Dois longas-metragens atualmente em exibição nos cinemas brasileiros são obras baseadas em fatos reais que trazem como protagonistas figuras subversivas que, em diferentes épocas, desafiaram o estado de coisas nos Estados Unidos: Snowden, do controverso cineasta Oliver Stone (duas vezes vencedor do Oscar de melhor direção, por Platoon e Nascido em 4 de Julho), e Um Estado de Liberdade (de Gary Ross, de Seabiscuit – Alma de Herói).
Em cartaz desde a semana passada, Snowden reconstitui com esmero a trajetória de Edward Snowden (Joseph Gordon-Levitt, de 500 Dias com Ela), funcionário da NSA (Agência de Segurança Nacional), órgão ligado à CIA, que revelou ao mundo, por meio de uma série de reportagens publicadas pelo jornal britânico The Guardian, que o governo norte-americano, tanto na administração do presidente George W. Bush quanto na de Barack Obama, espionou ligações telefônicas, e-mails e atividades nas redes sociais de milhões de cidadãos norte-americanos, sem falar de funcionários e líderes governamentais ao redor do mundo, entre eles a ex-presidente Dilma Rousseff, do Brasil.
Stone, um diretor fortemente engajado em causas progressistas nos EUA, assumidamente de esquerda, transforma Snowden em um ícone da resistência democrática diante dos desmandos cometidos pelo governo de seu país em nome de uma suposta guerra contra o terrorismo.
Stone, um diretor fortemente engajado em causas progressistas nos EUA, assumidamente de esquerda, transforma Snowden em um ícone da resistência democrática.
O filme, um thriller político bastante envolvente, retrata Snowden como um jovem de perfil conservador que ingressa na CIA movido por sua paixão pelo mundo dos computadores (era um autodidata, sem formação universitária) e por um nacionalismo, que aos poucos se esfacela, à medida que percebe o uso arbitrário, senão perverso, do seu trabalho, e resolve tornar públicos esses abusos.
Atualmente refugiado na Rússia, Snowden, interpretado com detalhismo cirúrgico por Gordon-Levitt, que emula desde sua linguagem corporal até seu tom de voz, é apresentado pelo filme de Stone como um herói injustiçado, numa clara crítica do diretor aos rumos que seu país tomou desde os ataques de 11 de Setembro de 2001, retratados por ele no filme As Torres Gêmeas.
Guerra Civil
O idealismo e a subversão conecta Snowden a outra produção, Um Estado de Liberdade, que estreia hoje nos cinemas do país.

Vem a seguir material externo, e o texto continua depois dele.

use super::machine::{transition, VoiceEffect, VoiceEvent};
use super::select::select_voice;
use super::{DeviceEvent, Utterance, VoiceDevices, VoiceMode, VoiceSession};
use crate::config::VoiceSettings;
use crate::service::Message;
use crate::{log_debug, log_debug_content};
use std::collections::VecDeque;
use std::time::Instant;

/// Owns the capture/playback devices and drives them from the voice state machine.
pub struct VoiceController<D: VoiceDevices> {
    devices: D,
    session: VoiceSession,
    settings: VoiceSettings,
    listening_since: Option<Instant>,
    utterances: VecDeque<String>,
    notices: VecDeque<String>,
}

impl<D: VoiceDevices> VoiceController<D> {
    /// Build the controller and run the initial voice selection.
    pub fn new(devices: D, settings: VoiceSettings) -> Self {
        let mut controller = Self {
            devices,
            session: VoiceSession::default(),
            settings,
            listening_since: None,
            utterances: VecDeque::new(),
            notices: VecDeque::new(),
        };
        controller.refresh_voice();
        controller
    }

    pub fn session(&self) -> &VoiceSession {
        &self.session
    }

    pub fn is_voice_mode(&self) -> bool {
        self.session.mode() == VoiceMode::Voice
    }

    pub fn toggle_voice(&mut self) {
        let capture_supported = self.devices.capture_supported();
        self.dispatch(VoiceEvent::ToggleMode { capture_supported });
    }

    /// Start listening from idle, or stop an active capture.
    pub fn press_mic(&mut self, busy: bool) {
        self.dispatch(VoiceEvent::MicPressed { busy });
    }

    /// Tell the controller a transcript entry was appended.
    pub fn on_message(&mut self, message: &Message, busy: bool) {
        self.dispatch(VoiceEvent::MessageArrived {
            role: message.role,
            content: message.content.clone(),
            busy,
        });
    }

    /// Screen teardown: silence everything and fall back to text mode.
    pub fn teardown(&mut self) {
        self.dispatch(VoiceEvent::Teardown);
        self.utterances.clear();
    }

    /// Re-run voice selection against the current catalog.
    pub fn refresh_voice(&mut self) {
        let voices = self.devices.list_voices();
        let chosen = select_voice(
            &voices,
            &self.settings.lang,
            self.settings.preferred_voice.as_deref(),
        );
        self.dispatch(VoiceEvent::VoiceChosen(chosen));
    }

    /// Drain device events and enforce the optional listen deadline.
    pub fn poll(&mut self) {
        while let Some(event) = self.devices.poll_event() {
            if event == DeviceEvent::VoicesChanged {
                self.refresh_voice();
                continue;
            }
            self.dispatch(VoiceEvent::Device(event));
        }
        if let (Some(timeout), Some(since)) = (self.settings.listen_timeout, self.listening_since)
        {
            if since.elapsed() >= timeout {
                self.dispatch(VoiceEvent::ListenTimedOut);
            }
        }
    }

    /// Next finalized utterance captured from the microphone.
    pub fn take_utterance(&mut self) -> Option<String> {
        self.utterances.pop_front()
    }

    /// Next user-visible notice (for example, capture unsupported).
    pub fn take_notice(&mut self) -> Option<String> {
        self.notices.pop_front()
    }

    /// Prompt shown in place of the text input while in voice mode.
    pub fn status_text(&self, busy: bool) -> String {
        if self.session.speaking() {
            "Interviewer is speaking...".to_string()
        } else if self.session.listening() {
            let partial = self.session.partial_transcript();
            if partial.is_empty() {
                "Listening...".to_string()
            } else {
                format!("Listening... {partial}")
            }
        } else if busy {
            "Thinking...".to_string()
        } else {
            "Press Ctrl+R to speak".to_string()
        }
    }

    fn dispatch(&mut self, event: VoiceEvent) {
        let mut pending = VecDeque::from([event]);
        while let Some(event) = pending.pop_front() {
            for effect in transition(&mut self.session, event) {
                if let Some(follow_up) = self.apply(effect) {
                    pending.push_back(follow_up);
                }
            }
        }
        match (self.session.listening(), self.listening_since) {
            (true, None) => self.listening_since = Some(Instant::now()),
            (false, Some(_)) => self.listening_since = None,
            _ => {}
        }
    }

    /// Perform one effect; device failures come back as events for the machine.
    fn apply(&mut self, effect: VoiceEffect) -> Option<VoiceEvent> {
        match effect {
            VoiceEffect::StartCapture { capture } => {
                match self.devices.start_capture(capture, &self.settings.lang) {
                    Ok(()) => None,
                    Err(err) => Some(VoiceEvent::Device(DeviceEvent::CaptureError {
                        capture,
                        message: format!("{err:#}"),
                    })),
                }
            }
            VoiceEffect::StopCapture => {
                self.devices.stop_capture();
                None
            }
            VoiceEffect::CancelPlayback => {
                self.devices.cancel_playback();
                None
            }
            VoiceEffect::Speak {
                utterance,
                text,
                voice,
            } => {
                let request = Utterance {
                    id: utterance,
                    text,
                    voice,
                    rate: self.settings.rate,
                    pitch: self.settings.pitch,
                };
                match self.devices.speak(&request) {
                    Ok(()) => None,
                    Err(err) => {
                        log_debug(&format!("speech playback failed: {err:#}"));
                        Some(VoiceEvent::Device(DeviceEvent::PlaybackFinished {
                            utterance,
                        }))
                    }
                }
            }
            VoiceEffect::EmitUtterance(text) => {
                log_debug_content(&format!("finalized utterance: {text}"));
                self.utterances.push_back(text);
                None
            }
            VoiceEffect::Notice(text) => {
                log_debug(&format!("voice notice: {text}"));
                self.notices.push_back(text);
                None
            }
            VoiceEffect::Log(text) => {
                log_debug(&text);
                None
            }
        }
    }
}
//! One mounted conversation screen: the turn loop plus the voice controller that feeds
//! it spoken turns and reads its replies aloud.

use crate::config::VoiceSettings;
use crate::service::{ConversationService, StartRequest};
use crate::turn::{SessionPhase, TurnLoop, TurnUpdate};
use crate::voice::{VoiceController, VoiceDevices};

pub struct ConversationScreen<S: ConversationService + 'static, D: VoiceDevices> {
    turns: TurnLoop<S>,
    voice: VoiceController<D>,
    notice: Option<String>,
}

impl<S: ConversationService + 'static, D: VoiceDevices> ConversationScreen<S, D> {
    pub fn new(service: S, devices: D, settings: VoiceSettings) -> Self {
        Self {
            turns: TurnLoop::new(service),
            voice: VoiceController::new(devices, settings),
            notice: None,
        }
    }

    pub fn turns(&self) -> &TurnLoop<S> {
        &self.turns
    }

    pub fn voice(&self) -> &VoiceController<D> {
        &self.voice
    }

    pub fn phase(&self) -> SessionPhase {
        self.turns.phase()
    }

    /// Latest voice notice (for example, no capture device).
    pub fn notice(&self) -> Option<&str> {
        self.notice.as_deref()
    }

    pub fn clear_notice(&mut self) {
        self.notice = None;
    }

    /// Pump devices and the pending service call once.
    pub fn tick(&mut self) -> Option<TurnUpdate> {
        self.voice.poll();
        while let Some(utterance) = self.voice.take_utterance() {
            if !self.turns.submit_finalized_utterance(&utterance) {
                crate::log_debug("dropped spoken turn while a reply is pending");
            }
        }

        let update = self.turns.poll();
        if matches!(
            update,
            Some(
                TurnUpdate::InterviewStarted | TurnUpdate::ReplyAppended | TurnUpdate::ReplyFailed
            )
        ) {
            if let Some(last) = self.turns.transcript().last() {
                self.voice.on_message(last, self.turns.is_busy());
            }
        }

        while let Some(notice) = self.voice.take_notice() {
            self.notice = Some(notice);
        }
        update
    }

    pub fn begin(&mut self) {
        self.turns.begin();
    }

    pub fn start(&mut self, request: StartRequest) -> bool {
        self.turns.start(request)
    }

    /// Typed turns are only taken in text mode.
    pub fn submit_text(&mut self, text: &str) -> bool {
        if self.voice.is_voice_mode() {
            return false;
        }
        self.turns.submit_text(text)
    }

    pub fn toggle_voice(&mut self) {
        self.voice.toggle_voice();
        while let Some(notice) = self.voice.take_notice() {
            self.notice = Some(notice);
        }
    }

    pub fn press_mic(&mut self) {
        let busy = self.turns.is_busy();
        self.voice.press_mic(busy);
    }

    /// Finish the interview; the conversation screen goes away, so voice I/O stops.
    pub fn end_session(&mut self) -> bool {
        if !self.turns.end_session() {
            return false;
        }
        self.voice.teardown();
        true
    }

    pub fn start_new(&mut self) {
        self.voice.teardown();
        self.notice = None;
        self.turns.start_new();
    }

    pub fn teardown(&mut self) {
        self.voice.teardown();
    }

    pub fn status_text(&self) -> String {
        self.voice.status_text(self.turns.is_busy())
    }
}
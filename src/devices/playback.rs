use crate::log_debug;
use crate::voice::{DeviceEvent, Utterance};
use anyhow::{bail, Context, Result};
use crossbeam_channel::Sender;
use std::io::Write;
use std::path::Path;
use std::process::{Child, Command, Stdio};
use std::thread;

/// espeak speaks 175 words per minute at its default rate.
const ESPEAK_BASE_WPM: f32 = 175.0;
/// espeak pitch runs 0..=99 with 50 as the default.
const ESPEAK_BASE_PITCH: f32 = 50.0;

fn is_espeak(program: &str) -> bool {
    Path::new(program)
        .file_name()
        .and_then(|name| name.to_str())
        .is_some_and(|name| name.starts_with("espeak"))
}

/// Extra argv for the synthesizer. espeak gets native flags; other commands read the
/// `CASETERM_TTS_*` environment instead.
pub(crate) fn synth_args(program: &str, utterance: &Utterance) -> Vec<String> {
    if !is_espeak(program) {
        return Vec::new();
    }
    let wpm = (ESPEAK_BASE_WPM * utterance.rate).round().clamp(80.0, 500.0) as u32;
    let pitch = (ESPEAK_BASE_PITCH * utterance.pitch).round().clamp(0.0, 99.0) as u32;
    let mut args = vec![
        "-s".to_string(),
        wpm.to_string(),
        "-p".to_string(),
        pitch.to_string(),
    ];
    if let Some(voice) = &utterance.voice {
        args.push("-v".to_string());
        args.push(voice.name.clone());
    }
    args.push("--stdin".to_string());
    args
}

/// Plays utterances through a synthesizer command; one child at a time.
pub struct CommandSpeaker {
    argv: Vec<String>,
    current: Option<(u64, Child)>,
}

impl CommandSpeaker {
    pub fn new(argv: Vec<String>) -> Self {
        Self {
            argv,
            current: None,
        }
    }

    pub fn speak(&mut self, utterance: &Utterance, events: &Sender<DeviceEvent>) -> Result<()> {
        self.cancel();
        let Some(program) = self.argv.first() else {
            bail!("speech synthesis command is empty");
        };
        let mut command = Command::new(program);
        command
            .args(&self.argv[1..])
            .args(synth_args(program, utterance))
            .env("CASETERM_TTS_RATE", utterance.rate.to_string())
            .env("CASETERM_TTS_PITCH", utterance.pitch.to_string())
            .stdin(Stdio::piped())
            .stdout(Stdio::null())
            .stderr(Stdio::null());
        if let Some(voice) = &utterance.voice {
            command.env("CASETERM_TTS_VOICE", &voice.name);
        }
        let mut child = command
            .spawn()
            .with_context(|| format!("failed to start speech synthesis command '{program}'"))?;

        let mut stdin = child
            .stdin
            .take()
            .context("failed to open speech synthesis stdin")?;
        let text = utterance.text.clone();
        thread::spawn(move || {
            let _ = stdin.write_all(text.as_bytes());
            let _ = stdin.write_all(b"\n");
        });

        let _ = events.send(DeviceEvent::PlaybackStarted {
            utterance: utterance.id,
        });
        self.current = Some((utterance.id, child));
        Ok(())
    }

    /// Report the current utterance once its synthesizer has exited.
    pub fn poll_finished(&mut self) -> Option<DeviceEvent> {
        let (id, child) = self.current.as_mut()?;
        let id = *id;
        match child.try_wait() {
            Ok(None) => None,
            Ok(Some(status)) => {
                if !status.success() {
                    log_debug(&format!("speech synthesis exited with {status}"));
                }
                self.current = None;
                Some(DeviceEvent::PlaybackFinished { utterance: id })
            }
            Err(err) => {
                log_debug(&format!("speech synthesis wait failed: {err}"));
                self.current = None;
                Some(DeviceEvent::PlaybackFinished { utterance: id })
            }
        }
    }

    pub fn cancel(&mut self) {
        if let Some((id, mut child)) = self.current.take() {
            let _ = child.kill();
            let _ = child.wait();
            log_debug(&format!("playback {id} cancelled"));
        }
    }
}

#[cfg(test)]
mod tests {
    use super::*;
    use crate::voice::VoiceHandle;
    use crossbeam_channel::unbounded;
    use std::time::{Duration, Instant};

    fn utterance(id: u64, text: &str) -> Utterance {
        Utterance {
            id,
            text: text.to_string(),
            voice: Some(VoiceHandle::new("English_(America)", "en-US")),
            rate: 1.0,
            pitch: 0.8,
        }
    }

    #[test]
    fn espeak_gets_rate_pitch_and_voice_flags() {
        let args = synth_args("/usr/bin/espeak-ng", &utterance(1, "Hi"));
        assert_eq!(
            args,
            vec!["-s", "175", "-p", "40", "-v", "English_(America)", "--stdin"]
        );
    }

    #[test]
    fn other_synthesizers_get_no_extra_flags() {
        assert!(synth_args("say", &utterance(1, "Hi")).is_empty());
    }

    #[test]
    fn espeak_values_are_clamped() {
        let mut fast = utterance(1, "Hi");
        fast.rate = 10.0;
        fast.pitch = 2.0;
        fast.voice = None;
        assert_eq!(synth_args("espeak", &fast), vec!["-s", "500", "-p", "99", "--stdin"]);
    }

    #[test]
    fn empty_command_fails_to_speak() {
        let mut speaker = CommandSpeaker::new(Vec::new());
        let (tx, _rx) = unbounded();
        assert!(speaker.speak(&utterance(1, "Hi"), &tx).is_err());
    }

    #[cfg(unix)]
    #[test]
    fn reports_start_and_finish() {
        let mut speaker = CommandSpeaker::new(vec!["cat".to_string()]);
        let (tx, rx) = unbounded();
        speaker.speak(&utterance(4, "Hello"), &tx).expect("speak");
        assert_eq!(
            rx.try_recv().expect("started"),
            DeviceEvent::PlaybackStarted { utterance: 4 }
        );

        let deadline = Instant::now() + Duration::from_secs(5);
        loop {
            if let Some(event) = speaker.poll_finished() {
                assert_eq!(event, DeviceEvent::PlaybackFinished { utterance: 4 });
                break;
            }
            assert!(Instant::now() < deadline, "playback never finished");
            thread::sleep(Duration::from_millis(10));
        }
        assert_eq!(speaker.poll_finished(), None);
    }

    #[cfg(unix)]
    #[test]
    fn cancel_discards_current_utterance() {
        let mut speaker = CommandSpeaker::new(vec!["sleep".to_string(), "30".to_string()]);
        let (tx, _rx) = unbounded();
        speaker.speak(&utterance(9, "Hello"), &tx).expect("speak");
        speaker.cancel();
        assert_eq!(speaker.poll_finished(), None);
    }
}
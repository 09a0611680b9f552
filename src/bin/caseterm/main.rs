//! caseterm entrypoint: parses flags, wires the command-backed service and speech
//! devices into a conversation screen, and runs the terminal UI.

use anyhow::Result;
use caseterm::config::AppConfig;
use caseterm::devices::{CommandDevices, VoiceCatalog};
use caseterm::screen::ConversationScreen;
use caseterm::service::CommandService;
use caseterm::ui::{run_app, InterviewApp};
use caseterm::{init_logging, log_debug, log_file_path};
use clap::Parser;

fn list_voices(config: &AppConfig) -> Result<()> {
    let voices = VoiceCatalog::from_config(config)?
        .list_now()
        .unwrap_or_else(|err| {
            eprintln!("Failed to list synthesizer voices: {err:#}");
            Vec::new()
        });
    if voices.is_empty() {
        println!("No synthesizer voices detected.");
    } else {
        println!("Available synthesizer voices:");
        for voice in voices {
            println!("  - {} ({})", voice.name, voice.locale);
        }
    }
    Ok(())
}

fn main() -> Result<()> {
    let mut config = AppConfig::parse();
    if config.list_voices {
        return list_voices(&config);
    }

    config.validate()?;
    init_logging(&config);
    log_debug("=== caseterm started ===");
    log_debug(&format!("Log file: {:?}", log_file_path()));

    let service = CommandService::from_config(&config)?;
    let devices = CommandDevices::from_config(&config)?;
    let start = config.start_request()?;

    let mut screen = ConversationScreen::new(service, devices, config.voice_settings());
    if let Some(request) = start {
        log_debug(&format!("starting interview from flags ({})", request.label()));
        screen.begin();
        screen.start(request);
    }

    let mut app = InterviewApp::new(screen);
    let result = run_app(&mut app);
    log_debug("=== caseterm exited ===");
    result
}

Matthew McConaughey (vencedor do Oscar de melhor ator por Clube de Compras de Dallas) interpreta o papel de Newton Knight, soldado confederado que, durante a Guerra Civil, no século 19, resolve desertar por discordar com o ideário escravagista e sectário dos estados do Sul, formando uma milícia, da qual também fazem parte outros desertores, além de escravos, mulheres e até crianças. Sua intenção é fundar um estado independente.
Knight, em tempos de ascensão da direita nos Estados Unidos, com a eleição do republicano Donald Trump à Presidência do país, ganha a dimensão de um símbolo libertário. Rebela-se tanto em âmbito político quanto pessoal – casado, ele se apaixona por Rachel (Gugu Mbatha-Raw, de Belle), uma escrava com quem constitui uma família paralela à sua, com o consentimento de sua esposa, Serena (Keri Russell, da série The Americans).
A história do líder é contada simultaneamente a de um de seus descendentes, que, nos anos 60 do século 20, apesar da pele branca, é identificado como negro, por conta do sangue de Rachel que corre em suas veias. Ele é processado por se casar com uma mulher caucasiana, o que contrariava as leis segregacionistas da época.
Apesar da boa história, Um Estado de Liberdade arrasta-se em sua segunda metade. Poderia ter se beneficiado de uma edição mais enxuta. Não tem o impacto emocional de Snowden, que tem um poderoso desfecho com a presença do próprio Edward Snowden, também tema de Citizenfour (2014), vencedor do Oscar de melhor documentário.